Look below for the line containing "const IDENTITY_LIMIT: u32"; from there, print each line exactly up to and including the line containing "assert_ne!(to_hw(PageFlags::WRITABLE) & hw::WRITABLE, 0);", and stop.

Exercise data: Begin

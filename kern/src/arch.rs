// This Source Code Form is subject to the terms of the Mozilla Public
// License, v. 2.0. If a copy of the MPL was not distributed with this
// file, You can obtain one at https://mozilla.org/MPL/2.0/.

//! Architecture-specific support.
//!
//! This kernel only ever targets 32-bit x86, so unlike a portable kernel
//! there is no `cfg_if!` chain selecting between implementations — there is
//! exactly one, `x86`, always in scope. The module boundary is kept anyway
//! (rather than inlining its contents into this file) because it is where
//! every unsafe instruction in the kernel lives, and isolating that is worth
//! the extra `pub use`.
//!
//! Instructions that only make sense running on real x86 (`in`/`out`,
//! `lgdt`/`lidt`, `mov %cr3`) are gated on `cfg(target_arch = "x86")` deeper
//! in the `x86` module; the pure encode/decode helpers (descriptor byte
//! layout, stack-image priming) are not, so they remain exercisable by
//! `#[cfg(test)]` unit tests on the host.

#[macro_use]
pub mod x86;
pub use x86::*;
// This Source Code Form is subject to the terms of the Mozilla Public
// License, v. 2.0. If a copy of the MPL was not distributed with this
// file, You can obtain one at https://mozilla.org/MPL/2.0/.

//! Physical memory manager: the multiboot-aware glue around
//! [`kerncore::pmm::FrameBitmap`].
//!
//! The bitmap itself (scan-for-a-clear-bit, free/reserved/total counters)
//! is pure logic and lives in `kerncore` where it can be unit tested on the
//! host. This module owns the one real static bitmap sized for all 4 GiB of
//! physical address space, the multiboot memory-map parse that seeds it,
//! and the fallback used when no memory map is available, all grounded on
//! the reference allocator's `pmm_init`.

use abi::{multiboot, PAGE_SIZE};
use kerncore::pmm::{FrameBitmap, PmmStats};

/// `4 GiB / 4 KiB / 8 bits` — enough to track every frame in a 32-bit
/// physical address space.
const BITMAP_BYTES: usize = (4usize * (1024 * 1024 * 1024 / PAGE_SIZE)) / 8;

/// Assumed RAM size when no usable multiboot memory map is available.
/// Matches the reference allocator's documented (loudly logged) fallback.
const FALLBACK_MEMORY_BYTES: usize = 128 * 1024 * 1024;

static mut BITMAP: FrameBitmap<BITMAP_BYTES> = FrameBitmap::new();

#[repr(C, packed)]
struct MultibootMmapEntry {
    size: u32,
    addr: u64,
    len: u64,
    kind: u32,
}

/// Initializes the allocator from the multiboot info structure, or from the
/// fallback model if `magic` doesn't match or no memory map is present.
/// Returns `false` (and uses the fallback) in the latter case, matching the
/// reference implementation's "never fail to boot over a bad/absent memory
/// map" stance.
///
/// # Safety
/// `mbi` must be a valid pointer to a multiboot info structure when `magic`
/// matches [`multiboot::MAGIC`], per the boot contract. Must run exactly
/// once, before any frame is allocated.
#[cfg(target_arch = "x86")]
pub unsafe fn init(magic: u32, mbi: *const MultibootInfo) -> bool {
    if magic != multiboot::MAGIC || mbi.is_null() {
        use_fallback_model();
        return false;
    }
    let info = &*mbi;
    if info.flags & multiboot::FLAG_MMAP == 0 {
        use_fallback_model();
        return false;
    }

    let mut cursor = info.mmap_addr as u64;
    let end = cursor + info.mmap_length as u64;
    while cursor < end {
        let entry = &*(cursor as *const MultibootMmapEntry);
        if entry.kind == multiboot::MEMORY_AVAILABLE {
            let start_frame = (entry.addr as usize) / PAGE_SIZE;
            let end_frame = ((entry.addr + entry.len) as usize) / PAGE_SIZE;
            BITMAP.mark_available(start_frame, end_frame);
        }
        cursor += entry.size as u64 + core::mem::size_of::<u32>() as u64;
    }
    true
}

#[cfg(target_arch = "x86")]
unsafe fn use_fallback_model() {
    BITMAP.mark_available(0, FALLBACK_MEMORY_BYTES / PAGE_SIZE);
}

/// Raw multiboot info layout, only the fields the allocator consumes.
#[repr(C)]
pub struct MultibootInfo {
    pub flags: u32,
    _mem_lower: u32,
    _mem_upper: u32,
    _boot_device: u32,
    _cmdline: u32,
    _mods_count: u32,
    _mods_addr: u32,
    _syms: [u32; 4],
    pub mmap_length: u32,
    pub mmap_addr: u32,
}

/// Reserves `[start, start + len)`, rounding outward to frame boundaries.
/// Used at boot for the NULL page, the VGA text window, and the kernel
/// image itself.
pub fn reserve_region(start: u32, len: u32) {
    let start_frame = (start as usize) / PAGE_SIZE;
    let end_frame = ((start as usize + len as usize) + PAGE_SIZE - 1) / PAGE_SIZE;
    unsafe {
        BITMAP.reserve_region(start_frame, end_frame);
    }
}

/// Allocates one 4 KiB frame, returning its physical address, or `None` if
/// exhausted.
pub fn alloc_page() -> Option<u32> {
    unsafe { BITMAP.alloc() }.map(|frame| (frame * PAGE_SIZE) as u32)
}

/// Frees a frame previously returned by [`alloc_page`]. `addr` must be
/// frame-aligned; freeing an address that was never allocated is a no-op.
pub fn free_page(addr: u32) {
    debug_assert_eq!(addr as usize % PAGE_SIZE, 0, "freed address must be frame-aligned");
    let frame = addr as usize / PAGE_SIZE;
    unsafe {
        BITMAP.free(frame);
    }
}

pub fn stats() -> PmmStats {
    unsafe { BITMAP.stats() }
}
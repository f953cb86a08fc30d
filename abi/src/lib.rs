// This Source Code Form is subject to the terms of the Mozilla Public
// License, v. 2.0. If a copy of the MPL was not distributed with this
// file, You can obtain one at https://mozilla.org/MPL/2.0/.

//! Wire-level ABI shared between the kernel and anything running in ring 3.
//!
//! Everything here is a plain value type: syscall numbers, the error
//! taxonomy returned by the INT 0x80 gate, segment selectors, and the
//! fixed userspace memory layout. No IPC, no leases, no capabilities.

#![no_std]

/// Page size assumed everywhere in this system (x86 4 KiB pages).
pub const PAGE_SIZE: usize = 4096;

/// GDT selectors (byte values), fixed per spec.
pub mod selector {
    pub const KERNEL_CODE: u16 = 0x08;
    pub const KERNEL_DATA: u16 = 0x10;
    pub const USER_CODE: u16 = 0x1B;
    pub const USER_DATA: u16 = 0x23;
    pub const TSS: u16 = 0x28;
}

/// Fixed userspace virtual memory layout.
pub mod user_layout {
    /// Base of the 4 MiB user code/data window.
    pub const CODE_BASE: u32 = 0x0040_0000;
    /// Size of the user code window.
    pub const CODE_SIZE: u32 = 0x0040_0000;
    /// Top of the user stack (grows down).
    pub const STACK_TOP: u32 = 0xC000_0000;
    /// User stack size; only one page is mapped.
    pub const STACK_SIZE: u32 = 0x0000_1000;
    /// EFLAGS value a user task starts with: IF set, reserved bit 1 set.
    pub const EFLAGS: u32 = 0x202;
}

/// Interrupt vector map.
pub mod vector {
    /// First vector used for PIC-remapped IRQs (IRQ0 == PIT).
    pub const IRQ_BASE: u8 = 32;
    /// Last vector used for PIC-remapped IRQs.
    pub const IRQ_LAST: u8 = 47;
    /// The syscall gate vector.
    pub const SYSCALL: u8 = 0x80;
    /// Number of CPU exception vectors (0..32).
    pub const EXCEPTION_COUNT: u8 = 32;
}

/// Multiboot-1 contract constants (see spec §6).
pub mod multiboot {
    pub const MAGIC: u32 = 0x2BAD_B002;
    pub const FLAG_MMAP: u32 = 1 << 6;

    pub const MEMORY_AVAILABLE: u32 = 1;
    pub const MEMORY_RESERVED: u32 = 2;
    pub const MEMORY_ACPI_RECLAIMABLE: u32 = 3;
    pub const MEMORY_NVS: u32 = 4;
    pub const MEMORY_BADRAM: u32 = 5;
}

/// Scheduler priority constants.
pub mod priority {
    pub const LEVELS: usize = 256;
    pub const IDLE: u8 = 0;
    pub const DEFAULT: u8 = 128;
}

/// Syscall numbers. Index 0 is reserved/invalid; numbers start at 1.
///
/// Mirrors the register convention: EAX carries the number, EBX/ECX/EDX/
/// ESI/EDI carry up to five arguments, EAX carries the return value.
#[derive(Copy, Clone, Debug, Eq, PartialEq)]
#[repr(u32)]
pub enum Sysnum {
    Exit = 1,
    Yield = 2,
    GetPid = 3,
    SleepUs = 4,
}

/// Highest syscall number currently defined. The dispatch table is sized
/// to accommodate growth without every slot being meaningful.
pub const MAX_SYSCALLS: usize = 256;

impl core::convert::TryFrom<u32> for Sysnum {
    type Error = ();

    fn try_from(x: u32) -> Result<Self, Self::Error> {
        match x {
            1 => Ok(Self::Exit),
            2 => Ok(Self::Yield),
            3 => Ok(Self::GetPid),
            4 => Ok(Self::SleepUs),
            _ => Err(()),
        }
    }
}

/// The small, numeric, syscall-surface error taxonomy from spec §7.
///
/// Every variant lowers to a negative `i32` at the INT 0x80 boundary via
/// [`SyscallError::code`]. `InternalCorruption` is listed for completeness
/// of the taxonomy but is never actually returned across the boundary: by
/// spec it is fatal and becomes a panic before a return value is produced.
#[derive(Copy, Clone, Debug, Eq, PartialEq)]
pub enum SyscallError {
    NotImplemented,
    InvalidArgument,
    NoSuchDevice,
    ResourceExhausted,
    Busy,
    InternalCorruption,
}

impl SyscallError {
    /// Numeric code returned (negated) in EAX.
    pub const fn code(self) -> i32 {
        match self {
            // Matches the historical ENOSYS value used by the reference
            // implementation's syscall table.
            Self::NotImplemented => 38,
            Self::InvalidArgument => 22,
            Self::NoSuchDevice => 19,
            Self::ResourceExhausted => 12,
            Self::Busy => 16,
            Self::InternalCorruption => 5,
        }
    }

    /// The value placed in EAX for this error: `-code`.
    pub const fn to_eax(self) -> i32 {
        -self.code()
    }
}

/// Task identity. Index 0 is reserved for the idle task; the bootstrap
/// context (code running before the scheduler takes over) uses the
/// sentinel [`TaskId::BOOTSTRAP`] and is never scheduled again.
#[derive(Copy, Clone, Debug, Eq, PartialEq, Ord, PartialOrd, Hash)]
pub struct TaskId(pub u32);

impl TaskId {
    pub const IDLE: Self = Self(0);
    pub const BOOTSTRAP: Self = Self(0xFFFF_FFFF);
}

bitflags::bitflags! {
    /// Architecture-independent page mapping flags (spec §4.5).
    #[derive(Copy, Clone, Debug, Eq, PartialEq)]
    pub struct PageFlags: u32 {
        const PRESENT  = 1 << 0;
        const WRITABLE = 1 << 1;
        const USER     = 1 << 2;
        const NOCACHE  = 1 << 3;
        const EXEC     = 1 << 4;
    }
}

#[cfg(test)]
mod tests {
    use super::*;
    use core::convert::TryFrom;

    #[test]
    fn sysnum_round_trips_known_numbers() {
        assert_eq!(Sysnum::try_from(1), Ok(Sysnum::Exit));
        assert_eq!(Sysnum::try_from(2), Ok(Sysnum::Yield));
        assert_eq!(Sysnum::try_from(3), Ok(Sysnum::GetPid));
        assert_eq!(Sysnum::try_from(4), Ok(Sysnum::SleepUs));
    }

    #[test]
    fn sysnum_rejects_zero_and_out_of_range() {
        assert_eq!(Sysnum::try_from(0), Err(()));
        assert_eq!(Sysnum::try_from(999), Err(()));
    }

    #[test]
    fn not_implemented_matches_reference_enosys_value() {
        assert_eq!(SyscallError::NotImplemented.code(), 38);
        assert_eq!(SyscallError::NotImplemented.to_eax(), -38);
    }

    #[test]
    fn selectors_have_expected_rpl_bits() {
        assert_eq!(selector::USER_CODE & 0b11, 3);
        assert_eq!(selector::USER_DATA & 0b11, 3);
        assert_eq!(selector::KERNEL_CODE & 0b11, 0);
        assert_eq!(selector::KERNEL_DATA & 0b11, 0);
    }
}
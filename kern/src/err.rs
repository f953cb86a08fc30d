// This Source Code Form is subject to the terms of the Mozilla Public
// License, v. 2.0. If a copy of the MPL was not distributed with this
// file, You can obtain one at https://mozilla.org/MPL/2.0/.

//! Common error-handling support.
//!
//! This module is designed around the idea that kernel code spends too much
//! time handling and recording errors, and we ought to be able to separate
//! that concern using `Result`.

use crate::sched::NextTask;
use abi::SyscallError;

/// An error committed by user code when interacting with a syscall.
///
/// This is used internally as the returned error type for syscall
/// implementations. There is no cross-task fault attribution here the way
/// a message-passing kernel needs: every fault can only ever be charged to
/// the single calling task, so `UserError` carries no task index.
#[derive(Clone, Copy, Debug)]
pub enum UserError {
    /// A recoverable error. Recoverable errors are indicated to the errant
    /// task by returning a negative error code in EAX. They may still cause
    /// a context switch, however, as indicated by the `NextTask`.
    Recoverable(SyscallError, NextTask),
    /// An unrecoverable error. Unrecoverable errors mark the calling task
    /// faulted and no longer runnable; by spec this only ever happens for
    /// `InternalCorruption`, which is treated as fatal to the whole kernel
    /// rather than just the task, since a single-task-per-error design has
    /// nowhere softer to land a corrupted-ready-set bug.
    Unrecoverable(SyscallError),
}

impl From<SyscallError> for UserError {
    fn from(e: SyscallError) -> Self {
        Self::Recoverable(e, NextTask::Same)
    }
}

Exercise data: End
Exercise data: Begin

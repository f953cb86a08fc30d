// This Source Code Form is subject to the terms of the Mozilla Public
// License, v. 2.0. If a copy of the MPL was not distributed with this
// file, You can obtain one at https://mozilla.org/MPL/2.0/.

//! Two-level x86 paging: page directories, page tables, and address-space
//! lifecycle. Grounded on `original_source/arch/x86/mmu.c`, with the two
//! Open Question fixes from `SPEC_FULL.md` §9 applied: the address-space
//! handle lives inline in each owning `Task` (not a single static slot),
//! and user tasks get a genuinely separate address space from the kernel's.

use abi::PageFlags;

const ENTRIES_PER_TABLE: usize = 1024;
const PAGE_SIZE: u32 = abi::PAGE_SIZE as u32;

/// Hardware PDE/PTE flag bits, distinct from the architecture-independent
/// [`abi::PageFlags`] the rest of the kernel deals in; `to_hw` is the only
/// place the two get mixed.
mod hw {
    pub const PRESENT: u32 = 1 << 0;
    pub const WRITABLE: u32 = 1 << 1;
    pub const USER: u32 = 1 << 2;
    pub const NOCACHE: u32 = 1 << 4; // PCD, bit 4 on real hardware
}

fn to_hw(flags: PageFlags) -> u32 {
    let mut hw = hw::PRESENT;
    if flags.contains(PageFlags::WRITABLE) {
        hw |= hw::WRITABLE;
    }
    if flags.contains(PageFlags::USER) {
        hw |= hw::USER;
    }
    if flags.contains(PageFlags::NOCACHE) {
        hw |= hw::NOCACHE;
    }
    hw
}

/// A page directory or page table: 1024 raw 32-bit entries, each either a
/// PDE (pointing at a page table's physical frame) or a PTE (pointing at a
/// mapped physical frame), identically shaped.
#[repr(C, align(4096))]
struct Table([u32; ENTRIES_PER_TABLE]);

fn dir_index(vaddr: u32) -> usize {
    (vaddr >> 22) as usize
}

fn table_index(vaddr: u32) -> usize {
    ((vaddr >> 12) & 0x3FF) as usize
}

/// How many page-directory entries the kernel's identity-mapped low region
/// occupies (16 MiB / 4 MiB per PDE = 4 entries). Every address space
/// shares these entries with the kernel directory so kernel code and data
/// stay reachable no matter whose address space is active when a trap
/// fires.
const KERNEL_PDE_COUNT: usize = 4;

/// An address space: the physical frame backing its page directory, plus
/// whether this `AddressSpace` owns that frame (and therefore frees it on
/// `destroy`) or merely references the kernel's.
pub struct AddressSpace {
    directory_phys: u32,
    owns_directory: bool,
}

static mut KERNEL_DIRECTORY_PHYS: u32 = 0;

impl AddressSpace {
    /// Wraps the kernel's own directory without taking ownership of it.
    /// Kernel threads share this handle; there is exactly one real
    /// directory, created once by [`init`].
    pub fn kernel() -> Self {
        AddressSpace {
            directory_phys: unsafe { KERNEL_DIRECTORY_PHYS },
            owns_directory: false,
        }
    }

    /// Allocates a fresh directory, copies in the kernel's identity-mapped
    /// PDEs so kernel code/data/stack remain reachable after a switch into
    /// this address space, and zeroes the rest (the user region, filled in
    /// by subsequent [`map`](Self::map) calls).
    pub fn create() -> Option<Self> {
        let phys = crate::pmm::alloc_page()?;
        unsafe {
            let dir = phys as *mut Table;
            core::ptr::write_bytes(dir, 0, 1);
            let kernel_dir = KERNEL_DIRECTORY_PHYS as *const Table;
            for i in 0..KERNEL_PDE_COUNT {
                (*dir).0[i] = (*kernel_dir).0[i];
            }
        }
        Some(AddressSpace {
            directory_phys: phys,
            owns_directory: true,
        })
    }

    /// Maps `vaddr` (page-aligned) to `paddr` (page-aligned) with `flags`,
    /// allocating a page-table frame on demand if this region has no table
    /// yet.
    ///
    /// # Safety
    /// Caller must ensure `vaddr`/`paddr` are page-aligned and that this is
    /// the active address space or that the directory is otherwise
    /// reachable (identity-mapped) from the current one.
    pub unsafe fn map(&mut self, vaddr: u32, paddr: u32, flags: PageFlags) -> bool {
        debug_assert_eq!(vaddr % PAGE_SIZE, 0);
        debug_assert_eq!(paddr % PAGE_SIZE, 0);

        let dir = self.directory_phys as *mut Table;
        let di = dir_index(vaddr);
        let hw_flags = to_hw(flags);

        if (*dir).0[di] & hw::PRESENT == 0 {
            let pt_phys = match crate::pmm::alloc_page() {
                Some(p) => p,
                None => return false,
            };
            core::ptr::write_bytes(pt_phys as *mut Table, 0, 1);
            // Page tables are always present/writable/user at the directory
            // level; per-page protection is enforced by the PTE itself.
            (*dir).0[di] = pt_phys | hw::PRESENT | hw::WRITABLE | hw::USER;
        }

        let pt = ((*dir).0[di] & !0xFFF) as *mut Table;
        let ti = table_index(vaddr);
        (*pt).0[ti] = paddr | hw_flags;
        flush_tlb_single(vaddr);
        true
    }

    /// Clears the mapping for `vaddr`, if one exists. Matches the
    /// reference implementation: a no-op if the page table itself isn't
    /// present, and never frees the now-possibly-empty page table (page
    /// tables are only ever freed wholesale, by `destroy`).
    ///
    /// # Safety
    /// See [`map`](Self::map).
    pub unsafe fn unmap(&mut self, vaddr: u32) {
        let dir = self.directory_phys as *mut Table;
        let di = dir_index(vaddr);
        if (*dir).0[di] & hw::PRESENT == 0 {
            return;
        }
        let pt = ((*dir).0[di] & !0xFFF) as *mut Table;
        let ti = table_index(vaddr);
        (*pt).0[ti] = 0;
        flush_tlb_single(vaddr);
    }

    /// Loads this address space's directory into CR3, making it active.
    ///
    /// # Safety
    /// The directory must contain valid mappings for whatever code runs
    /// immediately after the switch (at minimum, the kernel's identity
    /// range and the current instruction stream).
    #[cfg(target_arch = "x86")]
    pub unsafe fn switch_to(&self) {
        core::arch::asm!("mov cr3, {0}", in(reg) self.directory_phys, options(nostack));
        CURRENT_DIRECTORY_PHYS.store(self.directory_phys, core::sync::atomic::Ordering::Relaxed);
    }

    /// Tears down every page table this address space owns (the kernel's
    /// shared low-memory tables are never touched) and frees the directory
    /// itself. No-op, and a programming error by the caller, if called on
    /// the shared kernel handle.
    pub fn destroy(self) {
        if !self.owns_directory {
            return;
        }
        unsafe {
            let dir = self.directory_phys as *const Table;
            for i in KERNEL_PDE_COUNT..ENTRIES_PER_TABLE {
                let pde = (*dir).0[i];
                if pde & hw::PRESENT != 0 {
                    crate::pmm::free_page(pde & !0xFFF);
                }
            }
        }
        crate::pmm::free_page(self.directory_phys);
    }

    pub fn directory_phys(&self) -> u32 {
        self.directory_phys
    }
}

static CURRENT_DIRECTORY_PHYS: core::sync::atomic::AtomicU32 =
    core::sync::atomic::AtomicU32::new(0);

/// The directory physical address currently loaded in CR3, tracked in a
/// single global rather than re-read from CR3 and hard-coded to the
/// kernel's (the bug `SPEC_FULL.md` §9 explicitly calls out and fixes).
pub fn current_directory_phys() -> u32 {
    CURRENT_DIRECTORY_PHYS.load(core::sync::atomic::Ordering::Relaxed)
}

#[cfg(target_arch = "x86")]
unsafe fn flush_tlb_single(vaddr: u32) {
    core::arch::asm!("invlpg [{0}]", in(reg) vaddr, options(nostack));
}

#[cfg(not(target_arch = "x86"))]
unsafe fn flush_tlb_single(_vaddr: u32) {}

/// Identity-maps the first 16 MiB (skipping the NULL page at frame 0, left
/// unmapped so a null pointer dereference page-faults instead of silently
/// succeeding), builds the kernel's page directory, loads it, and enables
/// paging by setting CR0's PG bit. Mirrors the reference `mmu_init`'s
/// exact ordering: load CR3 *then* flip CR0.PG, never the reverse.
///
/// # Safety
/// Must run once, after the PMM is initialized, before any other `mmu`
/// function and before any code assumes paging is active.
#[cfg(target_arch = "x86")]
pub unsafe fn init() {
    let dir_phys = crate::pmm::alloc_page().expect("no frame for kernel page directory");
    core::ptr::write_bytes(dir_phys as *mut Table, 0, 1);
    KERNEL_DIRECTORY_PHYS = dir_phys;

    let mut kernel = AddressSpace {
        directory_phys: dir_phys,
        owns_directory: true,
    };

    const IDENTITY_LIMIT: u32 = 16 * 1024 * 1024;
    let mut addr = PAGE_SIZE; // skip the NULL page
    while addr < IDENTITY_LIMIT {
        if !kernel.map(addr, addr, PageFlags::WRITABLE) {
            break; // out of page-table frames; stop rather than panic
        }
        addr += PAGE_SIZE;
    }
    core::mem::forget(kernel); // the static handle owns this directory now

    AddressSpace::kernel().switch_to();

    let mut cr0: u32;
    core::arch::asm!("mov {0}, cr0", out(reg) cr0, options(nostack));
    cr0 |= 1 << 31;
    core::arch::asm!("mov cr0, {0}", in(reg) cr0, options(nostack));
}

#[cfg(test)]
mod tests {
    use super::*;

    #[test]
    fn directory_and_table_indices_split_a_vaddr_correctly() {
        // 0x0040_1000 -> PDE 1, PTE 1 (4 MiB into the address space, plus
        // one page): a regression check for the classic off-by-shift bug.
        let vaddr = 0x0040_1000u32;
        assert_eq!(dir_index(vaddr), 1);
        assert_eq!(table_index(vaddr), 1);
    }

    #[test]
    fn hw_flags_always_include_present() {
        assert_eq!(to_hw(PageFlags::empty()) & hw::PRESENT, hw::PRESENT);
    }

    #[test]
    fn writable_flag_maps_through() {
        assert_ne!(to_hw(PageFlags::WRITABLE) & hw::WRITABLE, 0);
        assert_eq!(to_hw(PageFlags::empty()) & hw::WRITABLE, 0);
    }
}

Exercise data: End

*Exercise answer*.
    const IDENTITY_LIMIT: u32 = 16 * 1024 * 1024;
    let mut addr = PAGE_SIZE; // skip the NULL page
    while addr < IDENTITY_LIMIT {
        if !kernel.map(addr, addr, PageFlags::WRITABLE) {
            break; // out of page-table frames; stop rather than panic
        }
        addr += PAGE_SIZE;
    }
    core::mem::forget(kernel); // the static handle owns this directory now

    AddressSpace::kernel().switch_to();

    let mut cr0: u32;
    core::arch::asm!("mov {0}, cr0", out(reg) cr0, options(nostack));
    cr0 |= 1 << 31;
    core::arch::asm!("mov cr0, {0}", in(reg) cr0, options(nostack));
}

#[cfg(test)]
mod tests {
    use super::*;

    #[test]
    fn directory_and_table_indices_split_a_vaddr_correctly() {
        // 0x0040_1000 -> PDE 1, PTE 1 (4 MiB into the address space, plus
        // one page): a regression check for the classic off-by-shift bug.
        let vaddr = 0x0040_1000u32;
        assert_eq!(dir_index(vaddr), 1);
        assert_eq!(table_index(vaddr), 1);
    }

    #[test]
    fn hw_flags_always_include_present() {
        assert_eq!(to_hw(PageFlags::empty()) & hw::PRESENT, hw::PRESENT);
    }

    #[test]
    fn writable_flag_maps_through() {
        assert_ne!(to_hw(PageFlags::WRITABLE) & hw::WRITABLE, 0);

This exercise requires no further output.